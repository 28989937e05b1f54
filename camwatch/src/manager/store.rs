use crate::camera::Status;
use crate::error::Result;
use camwatch_core::source::{CameraIdentity, CameraSource};
use serde::{Deserialize, Serialize};
use std::collections::BTreeMap;
use std::fmt;
use std::fs;
use std::io::Write;
use std::path::{Path, PathBuf};
use std::sync::atomic::{AtomicBool, Ordering};
use std::sync::{Mutex, MutexGuard, PoisonError};
use tracing::debug;

/// 持久化的相机记录，每个 identity 一行
#[derive(Debug, Clone, PartialEq, Serialize, Deserialize)]
pub struct CameraRecord {
    pub identity: CameraIdentity,
    pub name: String,
    pub status: Status,
    pub source: CameraSource,
}

/// 相机记录的存储
///
/// `save` 由 Device Manager 的 actor 任务按顺序调用，只更新内存，不能阻塞；
/// `flush` 可能做磁盘 I/O，由 actor 放到阻塞线程池执行，多次变更可以合并成一次写入。
pub trait CameraStore: Send + Sync {
    fn load(&self) -> Result<Vec<CameraRecord>>;

    /// 插入或覆盖
    fn save(&self, record: &CameraRecord) -> Result<()>;

    /// 把已保存的记录写到持久介质
    fn flush(&self) -> Result<()> {
        Ok(())
    }
}

type Rows = BTreeMap<CameraIdentity, CameraRecord>;

fn lock(rows: &Mutex<Rows>) -> MutexGuard<'_, Rows> {
    rows.lock().unwrap_or_else(PoisonError::into_inner)
}

/// JSON 文件存储：整个文件是 identity -> 记录 的对象，写入时先写临时文件再 rename
pub struct JsonFileStore {
    path: PathBuf,
    rows: Mutex<Rows>,
    dirty: AtomicBool,
    // 串行化文件写入
    writing: Mutex<()>,
}

impl JsonFileStore {
    /// 打开存储文件，不存在时视为空
    pub fn open<P: AsRef<Path>>(path: P) -> Result<Self> {
        let path = path.as_ref().to_path_buf();
        let rows = match fs::read(&path) {
            Ok(bytes) if bytes.is_empty() => Rows::new(),
            Ok(bytes) => serde_json::from_slice(&bytes)?,
            Err(e) if e.kind() == std::io::ErrorKind::NotFound => Rows::new(),
            Err(e) => return Err(e.into()),
        };
        debug!(path = %path.display(), rows = rows.len(), "camera store opened");

        Ok(Self {
            path,
            rows: Mutex::new(rows),
            dirty: AtomicBool::new(false),
            writing: Mutex::new(()),
        })
    }

    pub fn path(&self) -> &Path {
        &self.path
    }

    fn write_file(&self, rows: &Rows) -> Result<()> {
        if let Some(dir) = self.path.parent().filter(|d| !d.as_os_str().is_empty()) {
            fs::create_dir_all(dir)?;
        }
        let tmp = self.path.with_extension("json.tmp");
        {
            let mut file = fs::File::create(&tmp)?;
            file.write_all(&serde_json::to_vec_pretty(rows)?)?;
            file.sync_all()?;
        }
        fs::rename(&tmp, &self.path)?;
        Ok(())
    }
}

impl CameraStore for JsonFileStore {
    fn load(&self) -> Result<Vec<CameraRecord>> {
        Ok(lock(&self.rows).values().cloned().collect())
    }

    fn save(&self, record: &CameraRecord) -> Result<()> {
        lock(&self.rows).insert(record.identity.clone(), record.clone());
        self.dirty.store(true, Ordering::Release);
        Ok(())
    }

    fn flush(&self) -> Result<()> {
        let _writing = self.writing.lock().unwrap_or_else(PoisonError::into_inner);
        if !self.dirty.swap(false, Ordering::AcqRel) {
            return Ok(());
        }

        // 拷贝之后到来的 save 会重新置脏，由下一次 flush 写入
        let rows = lock(&self.rows).clone();
        if let Err(e) = self.write_file(&rows) {
            self.dirty.store(true, Ordering::Release);
            return Err(e);
        }
        debug!(path = %self.path.display(), rows = rows.len(), "camera store flushed");
        Ok(())
    }
}

impl fmt::Debug for JsonFileStore {
    fn fmt(&self, f: &mut fmt::Formatter<'_>) -> fmt::Result {
        f.debug_struct("JsonFileStore")
            .field("path", &self.path)
            .finish()
    }
}

/// 内存存储 (测试或不需要持久化时)
#[derive(Debug, Default)]
pub struct MemoryStore {
    rows: Mutex<Rows>,
}

impl MemoryStore {
    pub fn new() -> Self {
        Self::default()
    }

    pub fn get(&self, identity: &CameraIdentity) -> Option<CameraRecord> {
        lock(&self.rows).get(identity).cloned()
    }
}

impl CameraStore for MemoryStore {
    fn load(&self) -> Result<Vec<CameraRecord>> {
        Ok(lock(&self.rows).values().cloned().collect())
    }

    fn save(&self, record: &CameraRecord) -> Result<()> {
        lock(&self.rows).insert(record.identity.clone(), record.clone());
        Ok(())
    }
}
-------
▸ **Exercise details**
Copy each line of the records above that carries the word "dirty".

▸ **Solution for this task**
    dirty: AtomicBool,
            dirty: AtomicBool::new(false),
        self.dirty.store(true, Ordering::Release);
        if !self.dirty.swap(false, Ordering::AcqRel) {
            self.dirty.store(true, Ordering::Release);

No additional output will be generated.